TASK DIRECTIONS: Search the entries below for the word "callers", then copy each line in which it is found.

RECORDS TO USE:
○ ○ ○ ○

use super::tokenizer::Token;
use super::Case;

/// How a single word is rewritten under a policy.
#[derive(Debug, Clone, Copy, PartialEq, Eq)]
enum WordStyle {
    Lower,
    Upper,
    Capitalized,
}

impl WordStyle {
    fn write(self, word: &str, out: &mut String) {
        match self {
            WordStyle::Lower => out.extend(word.chars().flat_map(char::to_lowercase)),
            WordStyle::Upper => out.extend(word.chars().flat_map(char::to_uppercase)),
            WordStyle::Capitalized => {
                let mut chars = word.chars();
                if let Some(first) = chars.next() {
                    out.extend(first.to_uppercase());
                    out.extend(chars.flat_map(char::to_lowercase));
                }
            }
        }
    }
}

impl Case {
    fn delimiter(self) -> &'static str {
        match self {
            Case::Camel | Case::Pascal => "",
            Case::Snake | Case::Constant => "_",
            Case::Kebab => "-",
        }
    }

    /// Style for the word at `index` among the word tokens only.
    fn word_style(self, index: usize) -> WordStyle {
        match self {
            Case::Camel if index == 0 => WordStyle::Lower,
            Case::Camel | Case::Pascal => WordStyle::Capitalized,
            Case::Snake | Case::Kebab => WordStyle::Lower,
            Case::Constant => WordStyle::Upper,
        }
    }
}

/// Join `tokens` into a single string under `case`.
///
/// Symbols are copied verbatim but still take part in the delimited join,
/// so `snake` renders `cased`, `$*`, `String` as `cased_$*_string`.
pub fn assemble(tokens: &[Token<'_>], case: Case) -> String {
    let capacity = tokens.iter().map(|t| t.text().len() + 1).sum();
    let mut out = String::with_capacity(capacity);
    let delimiter = case.delimiter();
    let mut words = 0;

    for (i, token) in tokens.iter().enumerate() {
        if i > 0 {
            out.push_str(delimiter);
        }
        match token {
            Token::Word(text) => {
                case.word_style(words).write(text, &mut out);
                words += 1;
            }
            Token::Symbol(text) => out.push_str(text),
        }
    }

    out
}
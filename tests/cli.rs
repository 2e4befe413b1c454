//! Behavior of the `keycase` binary.

use assert_cmd::Command;
use predicates::prelude::*;
use std::fs;
use tempfile::TempDir;

/// Runs the binary from an empty directory with config lookups pointed into
/// it, so neither a local nor the user's global config is picked up.
fn keycase(dir: &TempDir) -> Command {
    let mut cmd = Command::cargo_bin("keycase").unwrap();
    cmd.current_dir(dir.path())
        .env("NO_COLOR", "1")
        .env("HOME", dir.path())
        .env("XDG_CONFIG_HOME", dir.path().join("xdg"));
    cmd
}

#[test]
fn test_convert_single_text_prints_bare_result() {
    let dir = TempDir::new().unwrap();
    keycase(&dir)
        .args(["convert", "--case", "snake", "addressLine1"])
        .assert()
        .success()
        .stdout("address_line1\n");
}

#[test]
fn test_convert_defaults_to_camel() {
    let dir = TempDir::new().unwrap();
    keycase(&dir)
        .args(["convert", "[one] two-three/four.five"])
        .assert()
        .success()
        .stdout("oneTwoThreeFourFive\n");
}

#[test]
fn test_convert_json_format() {
    let dir = TempDir::new().unwrap();
    let output = keycase(&dir)
        .args(["--format", "json", "convert", "-c", "kebab", "fooBar", "baz_qux"])
        .output()
        .unwrap();

    assert!(output.status.success());
    let value: serde_json::Value = serde_json::from_slice(&output.stdout).unwrap();
    assert_eq!(
        value,
        serde_json::json!({
            "case": "kebab",
            "conversions": [
                { "input": "fooBar", "output": "foo-bar" },
                { "input": "baz_qux", "output": "baz-qux" }
            ]
        })
    );
}

#[test]
fn test_convert_rejects_unknown_case() {
    let dir = TempDir::new().unwrap();
    keycase(&dir)
        .args(["convert", "--case", "title", "foo"])
        .assert()
        .failure()
        .stderr(predicate::str::contains("Unknown case"));
}

#[test]
fn test_local_config_sets_default_case() {
    let dir = TempDir::new().unwrap();
    fs::write(dir.path().join(".keycase.toml"), "case = \"constant\"\n").unwrap();

    keycase(&dir)
        .args(["convert", "maxRetries"])
        .assert()
        .success()
        .stdout("MAX_RETRIES\n");
}

#[cfg(target_os = "linux")]
#[test]
fn test_local_config_overrides_global_with_default_values() {
    let dir = TempDir::new().unwrap();
    let global_dir = dir.path().join("xdg").join("keycase");
    fs::create_dir_all(&global_dir).unwrap();
    fs::write(global_dir.join("config.toml"), "case = \"snake\"\npretty = false\n").unwrap();

    keycase(&dir)
        .args(["keys"])
        .write_stdin(r#"{"address_line1":1}"#)
        .assert()
        .success()
        .stdout("{\"address_line1\":1}\n");

    fs::write(dir.path().join(".keycase.toml"), "case = \"camel\"\npretty = true\n").unwrap();

    keycase(&dir)
        .args(["keys"])
        .write_stdin(r#"{"address_line1":1}"#)
        .assert()
        .success()
        .stdout("{\n  \"addressLine1\": 1\n}\n");
}

#[test]
fn test_tokens_text_output() {
    let dir = TempDir::new().unwrap();
    keycase(&dir)
        .args(["--no-color", "tokens", "cased$*String1986"])
        .assert()
        .success()
        .stdout(
            predicate::str::contains("word")
                .and(predicate::str::contains("symbol"))
                .and(predicate::str::contains("String1986")),
        );
}

#[test]
fn test_keys_from_stdin() {
    let dir = TempDir::new().unwrap();
    keycase(&dir)
        .args(["keys", "--case", "camel", "--compact"])
        .write_stdin(r#"{"address_line1":"Somestreet 15","tags":["keep_me"]}"#)
        .assert()
        .success()
        .stdout("{\"addressLine1\":\"Somestreet 15\",\"tags\":[\"keep_me\"]}\n");
}

#[test]
fn test_keys_in_place() {
    let dir = TempDir::new().unwrap();
    let file = dir.path().join("payload.json");
    fs::write(&file, r#"{"addressLine1": "Somestreet 15", "nested": {"zipCode": "123"}}"#).unwrap();

    keycase(&dir)
        .args(["--no-color", "keys", "-c", "snake", "--in-place"])
        .arg(&file)
        .assert()
        .success()
        .stdout(predicate::str::contains("1 document rewritten to snake keys"));

    let rewritten: serde_json::Value =
        serde_json::from_str(&fs::read_to_string(&file).unwrap()).unwrap();
    assert_eq!(
        rewritten,
        serde_json::json!({ "address_line1": "Somestreet 15", "nested": { "zip_code": "123" } })
    );
}

#[test]
fn test_keys_invalid_json_fails() {
    let dir = TempDir::new().unwrap();
    let good = dir.path().join("good.json");
    let bad = dir.path().join("bad.json");
    fs::write(&good, r#"{"a_b": 1}"#).unwrap();
    fs::write(&bad, "{not json").unwrap();

    keycase(&dir)
        .args(["--no-color", "keys", "--compact"])
        .arg(&good)
        .arg(&bad)
        .assert()
        .failure()
        .stdout(predicate::str::contains(r#"{"aB":1}"#))
        .stderr(predicate::str::contains("bad.json").and(predicate::str::contains("invalid JSON")));
}

#[test]
fn test_no_command_fails() {
    let dir = TempDir::new().unwrap();
    keycase(&dir)
        .assert()
        .failure()
        .stderr(predicate::str::contains("No command specified"));
}

#[test]
fn test_completion_generation() {
    let dir = TempDir::new().unwrap();
    keycase(&dir)
        .args(["--completion", "bash"])
        .assert()
        .success()
        .stdout(predicate::str::contains("keycase"));
}
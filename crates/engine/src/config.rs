//! Engine configuration
//!
//! Risk parameters are fixed at construction; the engine exposes no setters,
//! so changing them means building a new engine through whatever admin path
//! the host provides.

use rust_decimal::Decimal;
use rust_decimal_macros::dec;
use serde::{Deserialize, Serialize};

use crate::error::EngineError;

/// Default minimum collateralization ratio (125%)
pub const DEFAULT_MIN_COLLATERAL_RATIO: Decimal = dec!(1.25);

/// Default liquidation discount (liquidators buy collateral at 95% of value)
pub const DEFAULT_LIQUIDATION_DISCOUNT: Decimal = dec!(0.95);

/// Default oracle quote freshness threshold
pub const DEFAULT_MAX_QUOTE_AGE_SECS: u64 = 300;

/// Global risk configuration for a `LendingEngine`
#[derive(Debug, Clone, PartialEq, Eq, Serialize, Deserialize)]
pub struct EngineConfig {
    min_collateral_ratio: Decimal,
    liquidation_discount: Decimal,
    max_quote_age_secs: u64,
}

impl EngineConfig {
    /// Create a validated configuration.
    ///
    /// `min_collateral_ratio` must be at least 1; `liquidation_discount`
    /// must lie strictly between 0 and 1; the quote age threshold must be
    /// non-zero.
    pub fn new(
        min_collateral_ratio: Decimal,
        liquidation_discount: Decimal,
        max_quote_age_secs: u64,
    ) -> Result<Self, EngineError> {
        if min_collateral_ratio < Decimal::ONE {
            return Err(EngineError::InvalidParameter {
                name: "min_collateral_ratio".to_string(),
                reason: format!("must be >= 1, got {}", min_collateral_ratio),
            });
        }

        if liquidation_discount <= Decimal::ZERO || liquidation_discount >= Decimal::ONE {
            return Err(EngineError::InvalidParameter {
                name: "liquidation_discount".to_string(),
                reason: format!("must be in (0, 1), got {}", liquidation_discount),
            });
        }

        if max_quote_age_secs == 0 {
            return Err(EngineError::InvalidParameter {
                name: "max_quote_age_secs".to_string(),
                reason: "must be non-zero".to_string(),
            });
        }

        Ok(Self {
            min_collateral_ratio,
            liquidation_discount,
            max_quote_age_secs,
        })
    }

    /// Minimum health ratio required after withdraw/borrow
    pub fn min_collateral_ratio(&self) -> Decimal {
        self.min_collateral_ratio
    }

    /// Discount applied to seized collateral (the liquidator's incentive)
    pub fn liquidation_discount(&self) -> Decimal {
        self.liquidation_discount
    }

    /// Maximum accepted oracle quote age in seconds
    pub fn max_quote_age_secs(&self) -> u64 {
        self.max_quote_age_secs
    }
}

impl Default for EngineConfig {
    fn default() -> Self {
        Self {
            min_collateral_ratio: DEFAULT_MIN_COLLATERAL_RATIO,
            liquidation_discount: DEFAULT_LIQUIDATION_DISCOUNT,
            max_quote_age_secs: DEFAULT_MAX_QUOTE_AGE_SECS,
        }
    }
}
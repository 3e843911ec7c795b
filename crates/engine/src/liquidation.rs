//! Liquidation settlement
//!
//! Third parties repay an unhealthy borrower's debt and receive collateral at
//! a discount. The seizure math lives here; eligibility gating and custody
//! sequencing live on the engine facade.

use lendledger_core::{AccountId, Asset};
use rust_decimal::Decimal;
use serde::{Deserialize, Serialize};

/// Settled liquidation, as emitted to the audit log and returned to callers
#[derive(Debug, Clone, PartialEq, Serialize, Deserialize)]
pub struct LiquidationOutcome {
    pub borrower: AccountId,
    pub liquidator: AccountId,
    pub repay_asset: Asset,
    pub collateral_asset: Asset,
    /// Debt repaid by the liquidator
    pub repaid: Decimal,
    /// Collateral transferred to the liquidator
    pub seized: Decimal,
    /// Health ratio that made the borrower eligible
    pub health_before: Decimal,
}

/// Collateral owed for repaying `repay_amount` of debt.
///
/// The discount is what makes liquidation worth doing: the liquidator pays
/// `repay_amount` of debt value and receives collateral worth
/// `repay_amount / discount` at oracle prices.
pub(crate) fn seized_collateral(
    repay_amount: Decimal,
    repay_price: Decimal,
    collateral_price: Decimal,
    discount: Decimal,
) -> Decimal {
    repay_amount * (repay_price / collateral_price) / discount
}

#[cfg(test)]
mod tests {
    use super::*;
    use rust_decimal_macros::dec;

    #[test]
    fn test_seizure_at_equal_prices() {
        // Repaying 95 seizes 100 at a 0.95 discount
        let seized = seized_collateral(dec!(95), Decimal::ONE, Decimal::ONE, dec!(0.95));
        assert_eq!(seized, dec!(100));
    }

    #[test]
    fn test_seizure_exceeds_repaid_value() {
        let seized = seized_collateral(dec!(30), Decimal::ONE, Decimal::ONE, dec!(0.95));
        assert!(seized > dec!(30));
    }

    #[test]
    fn test_seizure_across_prices() {
        // Collateral at 0.7, debt at 1.0: more collateral units per debt unit
        let seized = seized_collateral(dec!(30), Decimal::ONE, dec!(0.7), dec!(0.95));
        let expected = dec!(30) * (Decimal::ONE / dec!(0.7)) / dec!(0.95);
        assert_eq!(seized, expected);
        assert!(seized > dec!(45) && seized < dec!(46));
    }
}
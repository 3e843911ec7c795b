//! Mock custody for testing
//!
//! Records every confirmed transfer and supports per-asset, per-direction
//! failure injection so rollback paths can be exercised.

use std::collections::HashSet;
use std::sync::RwLock;

use lendledger_core::{AccountId, Amount, Asset};
use serde::{Deserialize, Serialize};

use crate::error::CustodyError;
use crate::AssetCustody;

/// Direction of a custody transfer, from the system's point of view
#[derive(Debug, Clone, Copy, PartialEq, Eq, Hash, Serialize, Deserialize)]
pub enum TransferDirection {
    /// Into system custody (supply, repay, liquidation repayment)
    In,
    /// Out of system custody (withdraw, borrow, collateral seizure payout)
    Out,
}

/// One confirmed transfer
#[derive(Debug, Clone, PartialEq, Eq, Serialize, Deserialize)]
pub struct TransferRecord {
    pub direction: TransferDirection,
    pub asset: Asset,
    pub party: AccountId,
    pub amount: Amount,
}

/// Mock custodian for testing
///
/// Confirms every transfer unless the (asset, direction) pair has been denied.
pub struct MockCustody {
    records: RwLock<Vec<TransferRecord>>,
    denied: RwLock<HashSet<(Asset, TransferDirection)>>,
}

impl MockCustody {
    /// Create a custodian that confirms everything
    pub fn new() -> Self {
        Self {
            records: RwLock::new(Vec::new()),
            denied: RwLock::new(HashSet::new()),
        }
    }

    /// Make transfers of `asset` in `direction` fail until allowed again
    pub fn deny(&self, asset: Asset, direction: TransferDirection) {
        self.denied.write().unwrap().insert((asset, direction));
    }

    /// Lift a previous denial
    pub fn allow(&self, asset: &Asset, direction: TransferDirection) {
        self.denied
            .write()
            .unwrap()
            .remove(&(asset.clone(), direction));
    }

    /// All confirmed transfers, in settlement order
    pub fn records(&self) -> Vec<TransferRecord> {
        self.records.read().unwrap().clone()
    }

    /// Number of confirmed transfers
    pub fn record_count(&self) -> usize {
        self.records.read().unwrap().len()
    }

    fn settle(
        &self,
        direction: TransferDirection,
        asset: &Asset,
        party: &AccountId,
        amount: Amount,
    ) -> Result<(), CustodyError> {
        if self
            .denied
            .read()
            .unwrap()
            .contains(&(asset.clone(), direction))
        {
            return Err(CustodyError::TransferRejected {
                asset: asset.clone(),
                party: party.clone(),
                reason: "denied by test configuration".to_string(),
            });
        }

        self.records.write().unwrap().push(TransferRecord {
            direction,
            asset: asset.clone(),
            party: party.clone(),
            amount,
        });

        Ok(())
    }
}

impl Default for MockCustody {
    fn default() -> Self {
        Self::new()
    }
}

impl AssetCustody for MockCustody {
    fn transfer_in(
        &self,
        asset: &Asset,
        from: &AccountId,
        amount: Amount,
    ) -> Result<(), CustodyError> {
        self.settle(TransferDirection::In, asset, from, amount)
    }

    fn transfer_out(
        &self,
        asset: &Asset,
        to: &AccountId,
        amount: Amount,
    ) -> Result<(), CustodyError> {
        self.settle(TransferDirection::Out, asset, to, amount)
    }
}
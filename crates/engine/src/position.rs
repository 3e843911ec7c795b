//! Account positions - per (account, market) supply and borrow balances
//!
//! Positions snapshot the market index at their last touch; the current
//! balance is the stored balance scaled by the index ratio. Positions are
//! created on first use and never physically deleted - a balance of zero is
//! the "absent" state.

use std::collections::{BTreeSet, HashMap};

use chrono::{DateTime, Utc};
use lendledger_core::{AccountId, Asset};
use rust_decimal::Decimal;
use serde::{Deserialize, Serialize};

/// One account's supplied balance in one market
#[derive(Debug, Clone, PartialEq, Serialize, Deserialize)]
pub struct SupplyPosition {
    pub balance: Decimal,
    /// Market supply index at the last touch
    pub interest_index: Decimal,
}

impl SupplyPosition {
    /// Open an empty position at the given index
    pub fn open(index: Decimal) -> Self {
        Self {
            balance: Decimal::ZERO,
            interest_index: index,
        }
    }

    /// Balance including interest accrued since the last touch
    pub fn current_balance(&self, market_index: Decimal) -> Decimal {
        if self.balance.is_zero() || self.interest_index == market_index {
            self.balance
        } else {
            self.balance * market_index / self.interest_index
        }
    }

    /// Fold accrued interest into the stored balance
    pub fn refresh(&mut self, market_index: Decimal) {
        self.balance = self.current_balance(market_index);
        self.interest_index = market_index;
    }
}

/// One account's debt in one market
#[derive(Debug, Clone, PartialEq, Serialize, Deserialize)]
pub struct BorrowPosition {
    pub balance: Decimal,
    /// Market borrow index at the last touch
    pub interest_index: Decimal,
    pub last_update: DateTime<Utc>,
}

impl BorrowPosition {
    /// Open an empty position at the given index
    pub fn open(index: Decimal, now: DateTime<Utc>) -> Self {
        Self {
            balance: Decimal::ZERO,
            interest_index: index,
            last_update: now,
        }
    }

    /// Debt including interest accrued since the last touch
    pub fn current_balance(&self, market_index: Decimal) -> Decimal {
        if self.balance.is_zero() || self.interest_index == market_index {
            self.balance
        } else {
            self.balance * market_index / self.interest_index
        }
    }

    /// Fold accrued interest into the stored balance
    pub fn refresh(&mut self, market_index: Decimal, now: DateTime<Utc>) {
        self.balance = self.current_balance(market_index);
        self.interest_index = market_index;
        self.last_update = now;
    }
}

/// Read-only position snapshot for callers
#[derive(Debug, Clone, PartialEq, Serialize, Deserialize)]
pub struct PositionSummary {
    pub account: AccountId,
    pub asset: Asset,
    pub supplied: Decimal,
    pub borrowed: Decimal,
}

type PositionKey = (AccountId, Asset);

/// The engine's position store: maps keyed by (account, market)
#[derive(Debug, Default, Clone)]
pub struct PositionStore {
    supplies: HashMap<PositionKey, SupplyPosition>,
    borrows: HashMap<PositionKey, BorrowPosition>,
}

impl PositionStore {
    pub fn new() -> Self {
        Self::default()
    }

    /// Look up a supply position
    pub fn supply(&self, account: &AccountId, asset: &Asset) -> Option<&SupplyPosition> {
        self.supplies.get(&(account.clone(), asset.clone()))
    }

    /// Get or create a supply position, opening it at `market_index`
    pub fn supply_mut(
        &mut self,
        account: &AccountId,
        asset: &Asset,
        market_index: Decimal,
    ) -> &mut SupplyPosition {
        self.supplies
            .entry((account.clone(), asset.clone()))
            .or_insert_with(|| SupplyPosition::open(market_index))
    }

    /// Current supply balance, zero when no position exists
    pub fn supply_balance(
        &self,
        account: &AccountId,
        asset: &Asset,
        market_index: Decimal,
    ) -> Decimal {
        self.supply(account, asset)
            .map(|p| p.current_balance(market_index))
            .unwrap_or(Decimal::ZERO)
    }

    /// Look up a borrow position
    pub fn borrow(&self, account: &AccountId, asset: &Asset) -> Option<&BorrowPosition> {
        self.borrows.get(&(account.clone(), asset.clone()))
    }

    /// Get or create a borrow position, opening it at `market_index`
    pub fn borrow_mut(
        &mut self,
        account: &AccountId,
        asset: &Asset,
        market_index: Decimal,
        now: DateTime<Utc>,
    ) -> &mut BorrowPosition {
        self.borrows
            .entry((account.clone(), asset.clone()))
            .or_insert_with(|| BorrowPosition::open(market_index, now))
    }

    /// Current debt, zero when no position exists
    pub fn borrow_balance(
        &self,
        account: &AccountId,
        asset: &Asset,
        market_index: Decimal,
    ) -> Decimal {
        self.borrow(account, asset)
            .map(|p| p.current_balance(market_index))
            .unwrap_or(Decimal::ZERO)
    }

    /// All accounts with outstanding debt, in stable order
    pub fn borrowing_accounts(&self) -> BTreeSet<AccountId> {
        self.borrows
            .iter()
            .filter(|(_, position)| position.balance > Decimal::ZERO)
            .map(|((account, _), _)| account.clone())
            .collect()
    }
}
//! LendLedger Price Oracle
//!
//! Provides reference prices for collateral valuation and health checks.
//! Currently implements MockOracle for testing; can be extended for external
//! feeds. Every health evaluation queries the oracle fresh - quotes are never
//! cached across operations, and any oracle failure aborts the operation that
//! needed the price.

mod error;
mod mock;
mod types;

pub use error::OracleError;
pub use mock::MockOracle;
pub use types::{PriceOracle, PriceQuote};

○ ○ ○ ○

RESPONSE TO THIS EXERCISE:
/// Settled liquidation, as emitted to the audit log and returned to callers
/// Read-only position snapshot for callers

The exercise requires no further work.